Lifetime’s “Pretty Wicked Moms,” which premiered last Tuesday, features six local mothers and has already been classified as another “Real Housewives.”
However, show stars Emily Dees Boulden and Nicole Bennett-Hraygil both said the show is about motherhood. “It’s not trash,” said Bennett-Hraygil, who lives in Sandy Springs and is coined the Alpha Mom. “I really hope that every woman realizes you’re not alone out there. It shows the reality of some of the issues that come up in marriages and interpersonal lives. We’re able to put it out there.”
Bennett-Hraygil, of Sandy Springs, works out constantly and planned an over-the-top, Mad-Hatter-themed birthday party for her 1-year-old daughter McKinley in the first episode. “This show takes a comic approach to motherhood,” she said. “No two women are alike. We couldn’t be further apart in everything, like the way we parent and financial situations.” Bennett-Hraygil said all nine episodes take place mostly in Atlanta’s northside neighborhoods, as well as in Johns Creek and Marietta.

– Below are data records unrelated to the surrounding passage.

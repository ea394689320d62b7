// SPDX-FileCopyrightText: 2026 Wacast Contributors
// SPDX-License-Identifier: MIT OR Apache-2.0

//! Webhook ingestion: authenticate, deduplicate, persist, then apply.
//!
//! Every status notification is written to `status_events` before it is
//! applied. The unique (message id, status) pair on that table is the
//! dedup guard: a settled pair short-circuits, an unsettled one is applied
//! again. While the table is missing (mid-migration) ingestion carries on
//! without durability and falls back to an in-memory guard.

use std::sync::Arc;
use std::time::{Duration, Instant};

use dashmap::DashMap;
use serde::Serialize;
use tokio_util::sync::CancellationToken;
use tracing::{debug, info, warn};
use wacast_config::model::WebhookConfig;
use wacast_core::{
    ApplyOutcome, DeliveryStatus, EventState, NewStatusEvent, RecordOutcome, StatusEvent,
    StatusEventStore, WacastError,
};
use wacast_suppression::SuppressionRegistry;
use wacast_whatsapp::{StatusNotification, WebhookPayload, normalize_status, verify_signature};

use crate::reconciler::{StatusReconciler, StatusReport};

/// Attempts before a stored event stops being reconciled.
const MAX_EVENT_ATTEMPTS: i64 = 10;

/// Per-request ingestion counts, returned as the webhook response body.
#[derive(Debug, Clone, Default, PartialEq, Eq, Serialize)]
pub struct IngestSummary {
    pub statuses: usize,
    pub applied: usize,
    pub unmatched: usize,
    pub already_terminal: usize,
    pub duplicates: usize,
    /// Vendor statuses outside the canonical set.
    pub ignored: usize,
    /// Recorded but failed to apply; left for reconciliation.
    pub errors: usize,
    pub opt_outs: usize,
}

impl IngestSummary {
    fn count(&mut self, outcome: ApplyOutcome) {
        match outcome {
            ApplyOutcome::Applied => self.applied += 1,
            ApplyOutcome::Unmatched => self.unmatched += 1,
            ApplyOutcome::AlreadyTerminal => self.already_terminal += 1,
        }
    }
}

#[derive(Debug, Clone, Default, PartialEq, Eq, Serialize)]
pub struct ReconcileSummary {
    pub examined: usize,
    pub applied: usize,
    pub unmatched: usize,
    pub errors: usize,
}

pub struct WebhookIngestor {
    events: Arc<dyn StatusEventStore>,
    reconciler: Arc<StatusReconciler>,
    registry: Arc<SuppressionRegistry>,
    app_secret: Option<String>,
    opt_out_keywords: Vec<String>,
    recent: DashMap<(String, DeliveryStatus), Instant>,
    dedup_ttl: Duration,
}

impl WebhookIngestor {
    pub fn new(
        events: Arc<dyn StatusEventStore>,
        reconciler: Arc<StatusReconciler>,
        registry: Arc<SuppressionRegistry>,
        app_secret: Option<String>,
        config: &WebhookConfig,
    ) -> Self {
        if app_secret.as_deref().is_none_or(str::is_empty) {
            warn!("no webhook app secret configured; unsigned callbacks will be accepted");
        }
        Self {
            events,
            reconciler,
            registry,
            app_secret: app_secret.filter(|s| !s.is_empty()),
            opt_out_keywords: config
                .opt_out_keywords
                .iter()
                .map(|k| k.trim().to_uppercase())
                .collect(),
            recent: DashMap::new(),
            dedup_ttl: Duration::from_secs(config.dedup_ttl_secs),
        }
    }

    /// Ingest one raw webhook body.
    ///
    /// `Signature` and `Payload` errors reject the request; any other error
    /// means an event could not be persisted and the vendor should retry.
    pub async fn ingest(
        &self,
        raw: &[u8],
        signature: Option<&str>,
    ) -> Result<IngestSummary, WacastError> {
        match self.app_secret.as_deref() {
            Some(secret) => verify_signature(raw, signature, secret)?,
            None => debug!("accepting unsigned webhook"),
        }
        let payload = WebhookPayload::parse(raw)?;
        self.prune_recent();

        let mut summary = IngestSummary::default();
        for notification in payload.statuses() {
            summary.statuses += 1;
            self.ingest_status(notification, &mut summary).await?;
        }

        for message in payload.messages() {
            let Some(text) = message.text_content() else {
                continue;
            };
            let keyword = text.trim().to_uppercase();
            if !self.opt_out_keywords.contains(&keyword) {
                continue;
            }
            match self
                .registry
                .record_opt_out(&message.from, &format!("keyword {keyword}"))
                .await
            {
                Ok(_) => {
                    info!(phone = %message.from, keyword, "opt-out keyword received");
                    summary.opt_outs += 1;
                }
                Err(e) => warn!(phone = %message.from, error = %e, "failed to record opt-out"),
            }
        }

        debug!(?summary, "webhook ingested");
        Ok(summary)
    }

    async fn ingest_status(
        &self,
        notification: &StatusNotification,
        summary: &mut IngestSummary,
    ) -> Result<(), WacastError> {
        let Some(status) = normalize_status(&notification.status) else {
            debug!(message_id = %notification.id, raw = %notification.status, "ignoring vendor status");
            summary.ignored += 1;
            return Ok(());
        };
        let key = (notification.id.clone(), status);
        if self.seen_recently(&key) {
            summary.duplicates += 1;
            return Ok(());
        }

        let event = NewStatusEvent {
            message_id: notification.id.clone(),
            status,
            event_ts: notification.timestamp.clone(),
            recipient_phone: notification.recipient_id.clone(),
            error_json: notification
                .error()
                .and_then(|e| serde_json::to_string(e).ok()),
        };
        let event_id = match self.events.record_status_event(&event).await {
            Ok(RecordOutcome::Recorded(id) | RecordOutcome::Replay(id)) => Some(id),
            Ok(RecordOutcome::Duplicate) => {
                debug!(message_id = %event.message_id, %status, "duplicate status");
                summary.duplicates += 1;
                return Ok(());
            }
            Err(WacastError::SchemaMissing { table }) => {
                warn!(%table, "status event table missing; applying without durability");
                None
            }
            Err(e) => return Err(e),
        };

        let report = StatusReport {
            message_id: event.message_id,
            status,
            event_ts: event.event_ts,
            recipient_phone: event.recipient_phone,
            error: notification.error().cloned(),
        };
        match self.reconciler.apply(&report).await {
            Ok(outcome) => {
                summary.count(outcome);
                self.settle(event_id, outcome).await;
                self.recent.insert(key, Instant::now());
            }
            Err(e) => {
                warn!(message_id = %report.message_id, error = %e, "status apply failed; kept for reconciliation");
                summary.errors += 1;
                if let Some(id) = event_id {
                    if let Err(e2) = self
                        .events
                        .set_event_state(id, EventState::Error, Some(&e.to_string()))
                        .await
                    {
                        warn!(event_id = id, error = %e2, "failed to record event error");
                    }
                }
            }
        }
        Ok(())
    }

    async fn settle(&self, event_id: Option<i64>, outcome: ApplyOutcome) {
        let Some(id) = event_id else {
            return;
        };
        let state = match outcome {
            ApplyOutcome::Unmatched => EventState::Unmatched,
            ApplyOutcome::Applied | ApplyOutcome::AlreadyTerminal => EventState::Applied,
        };
        if let Err(e) = self.events.set_event_state(id, state, None).await {
            warn!(event_id = id, error = %e, "failed to settle status event");
        }
    }

    fn seen_recently(&self, key: &(String, DeliveryStatus)) -> bool {
        self.recent
            .get(key)
            .is_some_and(|seen| seen.elapsed() < self.dedup_ttl)
    }

    fn prune_recent(&self) {
        let ttl = self.dedup_ttl;
        self.recent.retain(|_, seen| seen.elapsed() < ttl);
    }

    /// Re-apply stored events that were unmatched or failed to apply.
    pub async fn reconcile_unmatched(&self, limit: usize) -> Result<ReconcileSummary, WacastError> {
        let events = self
            .events
            .list_events(
                &[EventState::Unmatched, EventState::Error],
                MAX_EVENT_ATTEMPTS,
                limit,
            )
            .await?;
        let mut summary = ReconcileSummary {
            examined: events.len(),
            ..ReconcileSummary::default()
        };
        for event in &events {
            self.reconcile_event(event, &mut summary).await;
        }
        if summary.applied > 0 || summary.errors > 0 {
            info!(?summary, "reconciliation pass finished");
        }
        Ok(summary)
    }

    async fn reconcile_event(&self, event: &StatusEvent, summary: &mut ReconcileSummary) {
        match self.reconciler.apply(&StatusReport::from(event)).await {
            Ok(outcome) => {
                match outcome {
                    ApplyOutcome::Unmatched => summary.unmatched += 1,
                    _ => summary.applied += 1,
                }
                self.settle(Some(event.id), outcome).await;
            }
            Err(e) => {
                summary.errors += 1;
                if let Err(e2) = self
                    .events
                    .set_event_state(event.id, EventState::Error, Some(&e.to_string()))
                    .await
                {
                    warn!(event_id = event.id, error = %e2, "failed to record event error");
                }
            }
        }
    }

    /// Periodic reconciliation until `cancel` fires.
    pub async fn run_reconciliation(
        &self,
        interval: Duration,
        limit: usize,
        cancel: CancellationToken,
    ) {
        loop {
            tokio::select! {
                _ = cancel.cancelled() => break,
                _ = tokio::time::sleep(interval) => {}
            }
            if let Err(e) = self.reconcile_unmatched(limit).await {
                warn!(error = %e, "reconciliation pass failed");
            }
        }
        debug!("reconciliation loop stopped");
    }
}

Boulden is called the Queen Bee, and lives in Buckhead and owns a high-end boutique called Swank.
“A lot of moms will be able to identify with one of the six girls, and be like, ‘You know what, I get her,’” she said.
Boulden said the first episode, which captured her saying things like, “Swank is number one,” before her husband and 2-year-old daughter Amzie, made her look like a “selfish girl.”
“This really is a light comedic show. It makes us moms sort of look outrageous at first,” she said. “As new moms, we all struggle with motherhood. We’re all learning and doing the best we can do.”
In the first episode, at a Moms’ Night Out at Swank, mother Miranda Carlson (“The Southern Belle”), who Emily calls a “forced-friend” in the show, was bashed by Emily for being a stay-at-home mother.
Afterwards, Carlson was bitten repetitively by a Shih Tzu, which happens to belong to Doggy Mom Nicole Noles, who is Boulden’s best friend. “Everyone judges everyone else about the way they do things. ... Everyone always thinks they’re right,” Boulden said.
She also expressed her hatred of play dates during the first episode.
“I'm not best at getting my point across sometimes. … But at the end of a long day, the last thing I want to do is sit around with a bunch of women and hear about their problems and their kid,” she said “I am normal, I am a human being and I have a heartbeat. … I so need people to know that so they don’t come knocking on my door trying to murder me.”
The show airs Tuesdays at 10 p.m. on Lifetime.